Start of Data extracts

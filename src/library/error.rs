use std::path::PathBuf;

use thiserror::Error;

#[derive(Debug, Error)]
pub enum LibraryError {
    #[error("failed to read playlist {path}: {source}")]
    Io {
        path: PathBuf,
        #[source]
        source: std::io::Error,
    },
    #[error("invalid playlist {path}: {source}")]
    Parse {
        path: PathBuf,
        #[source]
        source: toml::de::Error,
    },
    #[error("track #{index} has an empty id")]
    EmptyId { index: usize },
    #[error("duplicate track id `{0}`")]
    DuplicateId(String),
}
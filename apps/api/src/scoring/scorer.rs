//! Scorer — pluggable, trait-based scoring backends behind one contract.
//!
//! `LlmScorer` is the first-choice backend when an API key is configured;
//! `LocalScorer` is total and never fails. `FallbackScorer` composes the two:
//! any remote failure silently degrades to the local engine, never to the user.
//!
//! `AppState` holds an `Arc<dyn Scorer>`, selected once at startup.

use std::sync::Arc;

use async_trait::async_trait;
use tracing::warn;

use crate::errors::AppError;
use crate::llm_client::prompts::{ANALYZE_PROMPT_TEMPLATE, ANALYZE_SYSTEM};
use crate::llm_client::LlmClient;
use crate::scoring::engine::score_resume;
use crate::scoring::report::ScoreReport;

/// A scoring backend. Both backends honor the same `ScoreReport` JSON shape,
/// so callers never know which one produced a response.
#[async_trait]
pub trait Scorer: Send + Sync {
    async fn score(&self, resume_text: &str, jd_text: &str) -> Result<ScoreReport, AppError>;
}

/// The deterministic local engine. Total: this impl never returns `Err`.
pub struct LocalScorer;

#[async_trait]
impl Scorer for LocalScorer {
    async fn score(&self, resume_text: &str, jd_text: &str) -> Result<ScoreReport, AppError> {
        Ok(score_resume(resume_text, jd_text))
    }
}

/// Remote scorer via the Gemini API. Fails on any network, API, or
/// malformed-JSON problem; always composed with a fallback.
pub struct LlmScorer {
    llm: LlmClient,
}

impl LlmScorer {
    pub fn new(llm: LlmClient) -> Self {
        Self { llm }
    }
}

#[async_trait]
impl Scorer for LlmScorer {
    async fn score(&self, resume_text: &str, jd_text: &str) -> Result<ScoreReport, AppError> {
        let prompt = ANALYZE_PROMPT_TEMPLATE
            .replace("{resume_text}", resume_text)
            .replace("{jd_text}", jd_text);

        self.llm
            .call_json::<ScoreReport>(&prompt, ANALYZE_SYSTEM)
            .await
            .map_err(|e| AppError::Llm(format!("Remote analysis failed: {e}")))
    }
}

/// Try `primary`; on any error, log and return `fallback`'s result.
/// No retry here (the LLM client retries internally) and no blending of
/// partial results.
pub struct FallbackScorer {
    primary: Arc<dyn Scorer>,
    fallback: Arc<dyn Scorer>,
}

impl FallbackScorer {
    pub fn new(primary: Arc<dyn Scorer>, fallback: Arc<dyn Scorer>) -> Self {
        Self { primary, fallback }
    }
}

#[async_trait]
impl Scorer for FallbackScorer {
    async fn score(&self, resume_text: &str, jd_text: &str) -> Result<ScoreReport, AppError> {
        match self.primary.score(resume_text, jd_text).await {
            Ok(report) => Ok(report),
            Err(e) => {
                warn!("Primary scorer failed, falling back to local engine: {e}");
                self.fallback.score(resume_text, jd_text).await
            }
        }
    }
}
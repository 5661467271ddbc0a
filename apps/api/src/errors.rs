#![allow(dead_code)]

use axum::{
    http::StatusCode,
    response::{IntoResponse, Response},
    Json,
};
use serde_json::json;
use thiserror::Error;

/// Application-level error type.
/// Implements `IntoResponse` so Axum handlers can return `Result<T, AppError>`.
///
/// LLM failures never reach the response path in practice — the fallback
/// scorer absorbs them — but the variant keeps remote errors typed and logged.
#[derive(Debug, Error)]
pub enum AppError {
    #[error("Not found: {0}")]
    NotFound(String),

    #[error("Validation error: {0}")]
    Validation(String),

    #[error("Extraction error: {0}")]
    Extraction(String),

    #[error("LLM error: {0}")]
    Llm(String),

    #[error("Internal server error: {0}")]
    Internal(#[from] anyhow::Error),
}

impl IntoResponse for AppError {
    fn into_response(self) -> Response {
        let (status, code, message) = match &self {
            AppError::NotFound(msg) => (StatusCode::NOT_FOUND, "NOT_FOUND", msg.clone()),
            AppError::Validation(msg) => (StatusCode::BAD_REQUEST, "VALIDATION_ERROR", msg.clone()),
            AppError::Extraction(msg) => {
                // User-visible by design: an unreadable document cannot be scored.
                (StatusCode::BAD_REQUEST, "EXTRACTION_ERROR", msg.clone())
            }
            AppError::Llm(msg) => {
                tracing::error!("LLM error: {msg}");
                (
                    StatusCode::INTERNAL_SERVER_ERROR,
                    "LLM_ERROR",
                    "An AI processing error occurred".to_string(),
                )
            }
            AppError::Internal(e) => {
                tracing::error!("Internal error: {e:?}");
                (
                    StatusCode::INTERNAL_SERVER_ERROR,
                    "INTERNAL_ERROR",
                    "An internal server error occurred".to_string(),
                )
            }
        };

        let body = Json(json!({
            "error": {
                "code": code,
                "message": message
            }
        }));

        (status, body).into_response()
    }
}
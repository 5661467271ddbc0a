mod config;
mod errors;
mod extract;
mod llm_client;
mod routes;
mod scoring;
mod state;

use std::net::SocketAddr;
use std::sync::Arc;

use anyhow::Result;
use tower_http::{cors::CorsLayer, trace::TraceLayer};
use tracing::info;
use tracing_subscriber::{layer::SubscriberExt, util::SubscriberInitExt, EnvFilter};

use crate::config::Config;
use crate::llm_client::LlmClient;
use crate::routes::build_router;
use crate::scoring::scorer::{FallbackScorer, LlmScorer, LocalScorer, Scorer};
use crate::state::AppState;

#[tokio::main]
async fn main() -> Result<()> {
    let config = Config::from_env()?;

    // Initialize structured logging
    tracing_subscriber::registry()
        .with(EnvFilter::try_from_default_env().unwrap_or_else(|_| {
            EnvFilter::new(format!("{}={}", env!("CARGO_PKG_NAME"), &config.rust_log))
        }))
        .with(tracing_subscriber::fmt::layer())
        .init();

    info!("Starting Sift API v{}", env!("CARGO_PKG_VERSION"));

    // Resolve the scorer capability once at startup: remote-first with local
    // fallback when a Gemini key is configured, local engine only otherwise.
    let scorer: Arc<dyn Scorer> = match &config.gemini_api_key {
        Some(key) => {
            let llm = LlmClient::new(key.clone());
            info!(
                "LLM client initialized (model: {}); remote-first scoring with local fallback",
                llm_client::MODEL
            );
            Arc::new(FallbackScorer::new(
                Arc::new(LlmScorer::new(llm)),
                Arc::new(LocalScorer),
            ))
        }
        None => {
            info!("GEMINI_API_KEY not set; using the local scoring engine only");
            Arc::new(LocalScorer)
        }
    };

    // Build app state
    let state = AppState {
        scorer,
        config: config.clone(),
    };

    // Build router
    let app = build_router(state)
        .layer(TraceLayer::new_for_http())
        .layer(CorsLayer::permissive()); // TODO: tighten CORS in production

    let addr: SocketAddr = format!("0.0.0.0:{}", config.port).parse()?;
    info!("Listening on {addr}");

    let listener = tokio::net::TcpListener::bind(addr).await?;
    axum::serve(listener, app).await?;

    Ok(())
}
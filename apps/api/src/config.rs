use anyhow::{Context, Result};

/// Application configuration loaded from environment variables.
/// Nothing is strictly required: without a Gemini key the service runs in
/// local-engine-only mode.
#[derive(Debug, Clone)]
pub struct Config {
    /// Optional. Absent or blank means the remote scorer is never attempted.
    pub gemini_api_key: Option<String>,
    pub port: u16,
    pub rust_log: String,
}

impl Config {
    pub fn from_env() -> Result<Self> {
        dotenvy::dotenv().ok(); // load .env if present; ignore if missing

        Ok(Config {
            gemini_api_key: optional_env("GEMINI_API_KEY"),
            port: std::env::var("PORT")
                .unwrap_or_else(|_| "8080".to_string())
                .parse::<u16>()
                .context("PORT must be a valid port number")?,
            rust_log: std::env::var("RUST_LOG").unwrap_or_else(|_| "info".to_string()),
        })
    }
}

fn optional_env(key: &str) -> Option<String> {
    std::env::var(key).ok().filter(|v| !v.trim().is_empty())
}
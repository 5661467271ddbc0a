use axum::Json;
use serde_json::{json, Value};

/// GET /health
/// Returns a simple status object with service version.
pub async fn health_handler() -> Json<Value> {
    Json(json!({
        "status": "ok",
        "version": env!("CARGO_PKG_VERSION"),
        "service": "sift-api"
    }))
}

End of Data extracts
Start of Data extracts

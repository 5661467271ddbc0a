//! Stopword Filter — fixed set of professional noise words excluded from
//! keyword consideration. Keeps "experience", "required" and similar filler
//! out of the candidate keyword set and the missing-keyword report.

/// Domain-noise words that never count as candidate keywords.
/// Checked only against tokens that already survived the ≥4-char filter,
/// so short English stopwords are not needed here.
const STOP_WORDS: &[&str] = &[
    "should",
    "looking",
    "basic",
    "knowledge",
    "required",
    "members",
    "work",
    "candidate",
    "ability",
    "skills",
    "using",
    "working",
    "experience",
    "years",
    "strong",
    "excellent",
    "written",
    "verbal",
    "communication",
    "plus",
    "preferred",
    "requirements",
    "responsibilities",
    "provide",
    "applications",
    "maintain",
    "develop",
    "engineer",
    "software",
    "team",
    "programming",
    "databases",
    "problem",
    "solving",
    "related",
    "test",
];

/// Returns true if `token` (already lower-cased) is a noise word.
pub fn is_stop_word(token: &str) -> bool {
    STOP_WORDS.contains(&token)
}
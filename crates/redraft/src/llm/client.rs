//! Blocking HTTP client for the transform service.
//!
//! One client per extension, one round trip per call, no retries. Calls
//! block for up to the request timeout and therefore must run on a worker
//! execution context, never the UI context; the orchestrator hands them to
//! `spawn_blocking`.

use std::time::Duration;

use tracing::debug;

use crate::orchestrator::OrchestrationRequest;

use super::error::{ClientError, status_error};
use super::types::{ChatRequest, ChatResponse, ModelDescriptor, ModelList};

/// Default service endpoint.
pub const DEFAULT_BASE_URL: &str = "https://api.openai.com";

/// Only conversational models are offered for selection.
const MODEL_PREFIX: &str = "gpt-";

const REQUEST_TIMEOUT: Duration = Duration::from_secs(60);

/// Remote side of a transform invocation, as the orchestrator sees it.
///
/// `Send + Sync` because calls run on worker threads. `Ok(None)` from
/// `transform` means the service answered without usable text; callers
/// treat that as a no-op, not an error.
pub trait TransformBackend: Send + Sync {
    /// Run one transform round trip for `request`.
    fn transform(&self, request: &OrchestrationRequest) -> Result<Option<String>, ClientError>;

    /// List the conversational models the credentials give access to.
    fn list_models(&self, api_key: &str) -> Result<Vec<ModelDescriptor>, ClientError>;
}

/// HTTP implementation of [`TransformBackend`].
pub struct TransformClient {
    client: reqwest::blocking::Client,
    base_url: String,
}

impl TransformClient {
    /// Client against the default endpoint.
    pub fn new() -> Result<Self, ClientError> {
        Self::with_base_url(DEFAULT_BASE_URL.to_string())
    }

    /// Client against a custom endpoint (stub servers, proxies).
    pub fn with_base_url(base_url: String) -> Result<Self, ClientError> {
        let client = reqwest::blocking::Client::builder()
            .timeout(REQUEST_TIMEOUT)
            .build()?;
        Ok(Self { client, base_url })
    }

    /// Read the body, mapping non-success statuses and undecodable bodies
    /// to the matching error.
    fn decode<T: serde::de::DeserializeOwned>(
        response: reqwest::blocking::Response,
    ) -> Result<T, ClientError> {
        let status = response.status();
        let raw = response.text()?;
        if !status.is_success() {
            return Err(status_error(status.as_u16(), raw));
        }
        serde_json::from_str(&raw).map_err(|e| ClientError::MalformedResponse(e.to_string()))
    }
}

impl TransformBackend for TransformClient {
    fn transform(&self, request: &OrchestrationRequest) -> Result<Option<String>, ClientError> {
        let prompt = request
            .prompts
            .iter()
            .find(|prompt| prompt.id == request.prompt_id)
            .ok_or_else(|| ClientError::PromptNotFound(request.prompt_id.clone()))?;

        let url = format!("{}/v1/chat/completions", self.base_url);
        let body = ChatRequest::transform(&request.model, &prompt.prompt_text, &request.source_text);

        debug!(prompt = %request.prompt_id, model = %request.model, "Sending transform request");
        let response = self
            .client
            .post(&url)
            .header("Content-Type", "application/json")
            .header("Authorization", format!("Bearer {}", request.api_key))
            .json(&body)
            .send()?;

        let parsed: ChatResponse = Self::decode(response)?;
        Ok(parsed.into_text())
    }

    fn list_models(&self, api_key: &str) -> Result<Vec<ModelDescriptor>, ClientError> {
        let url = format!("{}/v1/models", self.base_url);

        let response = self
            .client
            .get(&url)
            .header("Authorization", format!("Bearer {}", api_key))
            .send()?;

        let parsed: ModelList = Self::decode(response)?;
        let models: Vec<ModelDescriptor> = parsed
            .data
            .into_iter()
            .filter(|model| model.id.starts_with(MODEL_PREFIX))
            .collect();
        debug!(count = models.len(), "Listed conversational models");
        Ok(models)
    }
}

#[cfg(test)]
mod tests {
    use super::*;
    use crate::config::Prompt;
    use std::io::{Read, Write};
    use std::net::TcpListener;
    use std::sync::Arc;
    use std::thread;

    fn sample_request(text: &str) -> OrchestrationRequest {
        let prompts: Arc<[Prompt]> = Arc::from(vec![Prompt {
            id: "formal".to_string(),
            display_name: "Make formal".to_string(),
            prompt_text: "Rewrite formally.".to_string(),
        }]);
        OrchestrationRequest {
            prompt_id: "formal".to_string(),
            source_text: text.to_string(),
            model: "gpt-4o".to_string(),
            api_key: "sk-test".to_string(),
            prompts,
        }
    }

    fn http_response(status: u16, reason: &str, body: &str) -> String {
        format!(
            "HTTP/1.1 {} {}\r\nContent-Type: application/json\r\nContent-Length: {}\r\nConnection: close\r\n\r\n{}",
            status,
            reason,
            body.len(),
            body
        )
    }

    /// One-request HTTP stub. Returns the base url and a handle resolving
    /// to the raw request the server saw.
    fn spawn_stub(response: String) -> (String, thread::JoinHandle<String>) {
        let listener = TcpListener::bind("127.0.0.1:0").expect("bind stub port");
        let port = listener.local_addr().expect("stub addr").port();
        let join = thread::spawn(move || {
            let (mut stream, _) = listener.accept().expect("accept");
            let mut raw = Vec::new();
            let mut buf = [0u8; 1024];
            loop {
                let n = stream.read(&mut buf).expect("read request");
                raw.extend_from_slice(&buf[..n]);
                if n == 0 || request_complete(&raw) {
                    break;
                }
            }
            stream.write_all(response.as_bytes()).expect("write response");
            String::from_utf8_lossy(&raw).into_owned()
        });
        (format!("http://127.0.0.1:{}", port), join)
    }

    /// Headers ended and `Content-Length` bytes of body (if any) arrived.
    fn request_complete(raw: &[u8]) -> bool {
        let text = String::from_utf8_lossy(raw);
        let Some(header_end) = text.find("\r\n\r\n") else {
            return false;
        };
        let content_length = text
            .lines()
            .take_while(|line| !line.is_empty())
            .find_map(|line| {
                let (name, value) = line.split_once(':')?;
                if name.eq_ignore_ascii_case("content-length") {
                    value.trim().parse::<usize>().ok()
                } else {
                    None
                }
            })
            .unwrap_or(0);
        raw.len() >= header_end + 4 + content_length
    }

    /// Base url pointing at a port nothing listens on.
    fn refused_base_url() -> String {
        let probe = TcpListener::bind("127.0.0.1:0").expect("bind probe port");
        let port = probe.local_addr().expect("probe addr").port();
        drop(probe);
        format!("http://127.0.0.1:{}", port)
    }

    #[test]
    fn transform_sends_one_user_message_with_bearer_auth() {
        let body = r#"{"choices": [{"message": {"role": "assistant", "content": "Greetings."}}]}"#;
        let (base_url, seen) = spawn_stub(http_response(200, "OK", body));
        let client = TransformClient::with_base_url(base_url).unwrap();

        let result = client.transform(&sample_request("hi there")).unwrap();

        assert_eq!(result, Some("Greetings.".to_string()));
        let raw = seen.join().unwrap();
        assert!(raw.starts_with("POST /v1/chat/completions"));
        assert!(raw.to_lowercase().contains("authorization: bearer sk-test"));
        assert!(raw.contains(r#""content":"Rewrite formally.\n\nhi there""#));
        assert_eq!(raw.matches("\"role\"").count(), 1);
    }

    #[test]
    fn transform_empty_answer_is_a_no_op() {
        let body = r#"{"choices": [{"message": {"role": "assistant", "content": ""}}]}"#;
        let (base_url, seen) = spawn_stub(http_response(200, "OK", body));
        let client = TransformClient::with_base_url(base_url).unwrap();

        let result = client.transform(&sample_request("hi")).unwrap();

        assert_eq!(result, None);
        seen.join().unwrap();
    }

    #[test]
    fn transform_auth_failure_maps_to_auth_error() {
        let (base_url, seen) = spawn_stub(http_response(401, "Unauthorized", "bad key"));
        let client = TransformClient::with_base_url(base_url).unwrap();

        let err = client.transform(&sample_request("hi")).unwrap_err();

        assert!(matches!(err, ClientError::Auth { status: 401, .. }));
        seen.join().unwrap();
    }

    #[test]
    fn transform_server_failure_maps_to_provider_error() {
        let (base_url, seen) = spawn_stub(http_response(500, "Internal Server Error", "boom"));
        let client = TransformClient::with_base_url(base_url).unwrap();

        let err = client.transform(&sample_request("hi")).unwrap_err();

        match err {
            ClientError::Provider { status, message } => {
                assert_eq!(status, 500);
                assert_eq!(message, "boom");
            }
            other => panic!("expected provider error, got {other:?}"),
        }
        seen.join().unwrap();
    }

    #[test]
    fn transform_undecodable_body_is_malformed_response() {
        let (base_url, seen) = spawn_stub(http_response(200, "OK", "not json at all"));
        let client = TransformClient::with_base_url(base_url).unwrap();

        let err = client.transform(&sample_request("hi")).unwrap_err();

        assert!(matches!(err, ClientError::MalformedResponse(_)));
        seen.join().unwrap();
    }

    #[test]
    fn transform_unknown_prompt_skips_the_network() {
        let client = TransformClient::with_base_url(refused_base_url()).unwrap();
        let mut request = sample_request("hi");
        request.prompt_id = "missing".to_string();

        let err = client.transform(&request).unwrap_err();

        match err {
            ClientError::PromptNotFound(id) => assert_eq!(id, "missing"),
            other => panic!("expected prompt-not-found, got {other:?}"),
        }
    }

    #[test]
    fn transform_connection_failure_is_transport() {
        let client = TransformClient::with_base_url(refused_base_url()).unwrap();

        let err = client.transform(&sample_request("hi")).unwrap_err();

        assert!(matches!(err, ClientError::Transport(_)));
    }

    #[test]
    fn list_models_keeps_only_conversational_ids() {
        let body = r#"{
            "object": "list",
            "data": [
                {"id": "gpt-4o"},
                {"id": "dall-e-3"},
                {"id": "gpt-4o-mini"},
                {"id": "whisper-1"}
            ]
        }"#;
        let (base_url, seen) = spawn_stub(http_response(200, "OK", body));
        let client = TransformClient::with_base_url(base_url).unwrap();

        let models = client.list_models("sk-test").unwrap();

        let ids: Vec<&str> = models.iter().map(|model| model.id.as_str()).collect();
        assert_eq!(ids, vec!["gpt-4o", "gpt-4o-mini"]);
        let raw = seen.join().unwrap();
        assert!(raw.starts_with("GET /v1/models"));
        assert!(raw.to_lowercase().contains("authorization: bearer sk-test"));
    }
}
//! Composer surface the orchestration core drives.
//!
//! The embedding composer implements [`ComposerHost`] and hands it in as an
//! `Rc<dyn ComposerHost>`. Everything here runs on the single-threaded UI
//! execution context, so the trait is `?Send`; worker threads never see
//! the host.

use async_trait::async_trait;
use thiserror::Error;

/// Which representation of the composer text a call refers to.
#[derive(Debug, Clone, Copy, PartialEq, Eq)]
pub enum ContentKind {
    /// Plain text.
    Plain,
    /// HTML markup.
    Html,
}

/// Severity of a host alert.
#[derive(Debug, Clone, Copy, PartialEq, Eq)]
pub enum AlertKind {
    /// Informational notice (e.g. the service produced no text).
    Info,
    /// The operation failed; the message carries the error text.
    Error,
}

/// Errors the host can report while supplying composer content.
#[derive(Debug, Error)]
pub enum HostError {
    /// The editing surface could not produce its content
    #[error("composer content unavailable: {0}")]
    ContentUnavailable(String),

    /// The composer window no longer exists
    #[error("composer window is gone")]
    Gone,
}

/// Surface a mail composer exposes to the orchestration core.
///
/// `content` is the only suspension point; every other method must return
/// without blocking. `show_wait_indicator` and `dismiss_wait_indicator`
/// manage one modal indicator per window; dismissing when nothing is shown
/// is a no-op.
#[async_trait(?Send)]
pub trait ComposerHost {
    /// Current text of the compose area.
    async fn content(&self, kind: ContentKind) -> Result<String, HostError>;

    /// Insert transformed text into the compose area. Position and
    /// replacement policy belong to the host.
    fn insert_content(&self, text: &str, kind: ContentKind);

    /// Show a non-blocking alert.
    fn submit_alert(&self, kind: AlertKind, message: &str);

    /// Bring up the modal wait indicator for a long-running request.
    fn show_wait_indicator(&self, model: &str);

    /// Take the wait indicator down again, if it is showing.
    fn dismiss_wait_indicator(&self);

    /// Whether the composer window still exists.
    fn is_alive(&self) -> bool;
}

End of Data extracts
Start of Data extracts

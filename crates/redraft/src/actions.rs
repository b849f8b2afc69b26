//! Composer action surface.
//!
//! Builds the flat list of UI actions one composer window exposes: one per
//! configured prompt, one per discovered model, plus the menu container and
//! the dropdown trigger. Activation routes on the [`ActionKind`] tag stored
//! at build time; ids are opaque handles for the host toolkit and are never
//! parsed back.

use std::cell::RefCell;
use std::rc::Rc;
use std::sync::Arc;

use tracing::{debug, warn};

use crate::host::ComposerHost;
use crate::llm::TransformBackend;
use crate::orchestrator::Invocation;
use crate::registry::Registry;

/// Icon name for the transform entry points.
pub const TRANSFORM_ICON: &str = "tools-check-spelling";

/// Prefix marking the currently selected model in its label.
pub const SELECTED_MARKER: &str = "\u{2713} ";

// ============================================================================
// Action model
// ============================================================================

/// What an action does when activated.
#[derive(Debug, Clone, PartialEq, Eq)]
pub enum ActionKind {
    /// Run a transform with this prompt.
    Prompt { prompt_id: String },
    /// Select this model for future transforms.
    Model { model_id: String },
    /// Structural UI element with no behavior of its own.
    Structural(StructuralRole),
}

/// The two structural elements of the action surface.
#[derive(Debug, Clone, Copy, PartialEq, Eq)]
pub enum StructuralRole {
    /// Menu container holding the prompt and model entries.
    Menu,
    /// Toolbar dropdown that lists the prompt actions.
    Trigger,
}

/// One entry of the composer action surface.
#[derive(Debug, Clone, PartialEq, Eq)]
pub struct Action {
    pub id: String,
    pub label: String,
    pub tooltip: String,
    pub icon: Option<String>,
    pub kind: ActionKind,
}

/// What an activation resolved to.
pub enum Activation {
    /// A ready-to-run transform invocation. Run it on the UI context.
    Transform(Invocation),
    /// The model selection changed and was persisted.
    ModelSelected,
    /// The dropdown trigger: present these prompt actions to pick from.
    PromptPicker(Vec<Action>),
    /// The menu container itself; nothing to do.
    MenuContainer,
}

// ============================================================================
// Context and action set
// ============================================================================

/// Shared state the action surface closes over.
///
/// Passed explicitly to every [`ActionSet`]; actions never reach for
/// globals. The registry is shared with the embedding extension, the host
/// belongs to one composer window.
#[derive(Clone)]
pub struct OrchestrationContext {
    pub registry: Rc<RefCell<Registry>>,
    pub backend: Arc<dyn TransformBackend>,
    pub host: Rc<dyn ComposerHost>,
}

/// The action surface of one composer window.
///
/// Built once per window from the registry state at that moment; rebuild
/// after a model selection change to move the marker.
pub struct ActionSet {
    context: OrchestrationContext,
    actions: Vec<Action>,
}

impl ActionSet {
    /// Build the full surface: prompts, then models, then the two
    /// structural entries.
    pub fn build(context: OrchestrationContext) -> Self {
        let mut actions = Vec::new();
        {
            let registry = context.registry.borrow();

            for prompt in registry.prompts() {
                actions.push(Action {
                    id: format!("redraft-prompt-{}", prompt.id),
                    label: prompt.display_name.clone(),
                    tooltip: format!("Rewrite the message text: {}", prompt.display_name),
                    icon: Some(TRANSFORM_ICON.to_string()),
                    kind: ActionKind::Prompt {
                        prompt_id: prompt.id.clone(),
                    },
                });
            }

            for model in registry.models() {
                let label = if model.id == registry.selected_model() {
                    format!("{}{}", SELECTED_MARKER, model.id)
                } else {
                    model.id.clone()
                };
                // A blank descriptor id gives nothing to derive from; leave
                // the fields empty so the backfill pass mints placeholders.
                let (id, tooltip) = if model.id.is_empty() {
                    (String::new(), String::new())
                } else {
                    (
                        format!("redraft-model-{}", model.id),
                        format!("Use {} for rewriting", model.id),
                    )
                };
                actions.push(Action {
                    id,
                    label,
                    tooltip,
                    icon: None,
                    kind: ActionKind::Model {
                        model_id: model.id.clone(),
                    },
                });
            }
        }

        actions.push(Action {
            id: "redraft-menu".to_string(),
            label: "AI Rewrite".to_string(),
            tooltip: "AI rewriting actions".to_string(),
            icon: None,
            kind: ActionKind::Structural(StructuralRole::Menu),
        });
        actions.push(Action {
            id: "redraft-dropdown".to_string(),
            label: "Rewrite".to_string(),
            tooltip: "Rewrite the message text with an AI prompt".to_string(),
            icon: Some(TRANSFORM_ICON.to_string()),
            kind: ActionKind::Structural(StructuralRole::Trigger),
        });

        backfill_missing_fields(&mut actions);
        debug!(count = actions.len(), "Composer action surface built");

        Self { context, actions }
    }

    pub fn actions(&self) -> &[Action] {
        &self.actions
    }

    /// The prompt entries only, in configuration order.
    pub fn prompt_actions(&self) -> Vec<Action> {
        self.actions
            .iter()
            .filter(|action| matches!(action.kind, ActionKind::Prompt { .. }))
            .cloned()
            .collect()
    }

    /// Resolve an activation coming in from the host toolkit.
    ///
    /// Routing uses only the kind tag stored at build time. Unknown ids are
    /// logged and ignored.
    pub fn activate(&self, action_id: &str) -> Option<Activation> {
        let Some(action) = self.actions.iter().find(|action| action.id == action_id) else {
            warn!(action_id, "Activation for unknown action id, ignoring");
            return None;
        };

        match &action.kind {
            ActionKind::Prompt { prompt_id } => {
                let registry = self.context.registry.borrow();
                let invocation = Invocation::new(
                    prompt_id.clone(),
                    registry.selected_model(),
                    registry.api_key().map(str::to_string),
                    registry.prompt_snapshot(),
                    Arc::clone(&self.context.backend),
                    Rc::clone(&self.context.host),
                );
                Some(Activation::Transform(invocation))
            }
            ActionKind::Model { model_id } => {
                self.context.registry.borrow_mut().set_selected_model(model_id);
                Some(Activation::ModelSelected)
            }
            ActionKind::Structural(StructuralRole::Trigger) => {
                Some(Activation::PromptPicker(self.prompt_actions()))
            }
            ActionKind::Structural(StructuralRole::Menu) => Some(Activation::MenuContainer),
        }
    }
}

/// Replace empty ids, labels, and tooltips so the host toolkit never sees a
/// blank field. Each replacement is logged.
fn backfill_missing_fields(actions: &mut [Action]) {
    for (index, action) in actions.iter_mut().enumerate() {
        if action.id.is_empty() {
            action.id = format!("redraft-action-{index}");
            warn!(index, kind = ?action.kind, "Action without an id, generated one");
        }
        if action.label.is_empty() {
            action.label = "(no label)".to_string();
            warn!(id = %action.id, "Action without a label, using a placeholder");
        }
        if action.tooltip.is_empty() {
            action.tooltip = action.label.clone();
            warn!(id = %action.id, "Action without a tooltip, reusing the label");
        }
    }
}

End of Data extracts

▸ **Work instruction**: Copy from the entries only those lines that hold the word "execution".

▸ **Final answer**:
//! execution context, never the UI context; the orchestrator hands them to
//! execution context, so the trait is `?Send`; worker threads never see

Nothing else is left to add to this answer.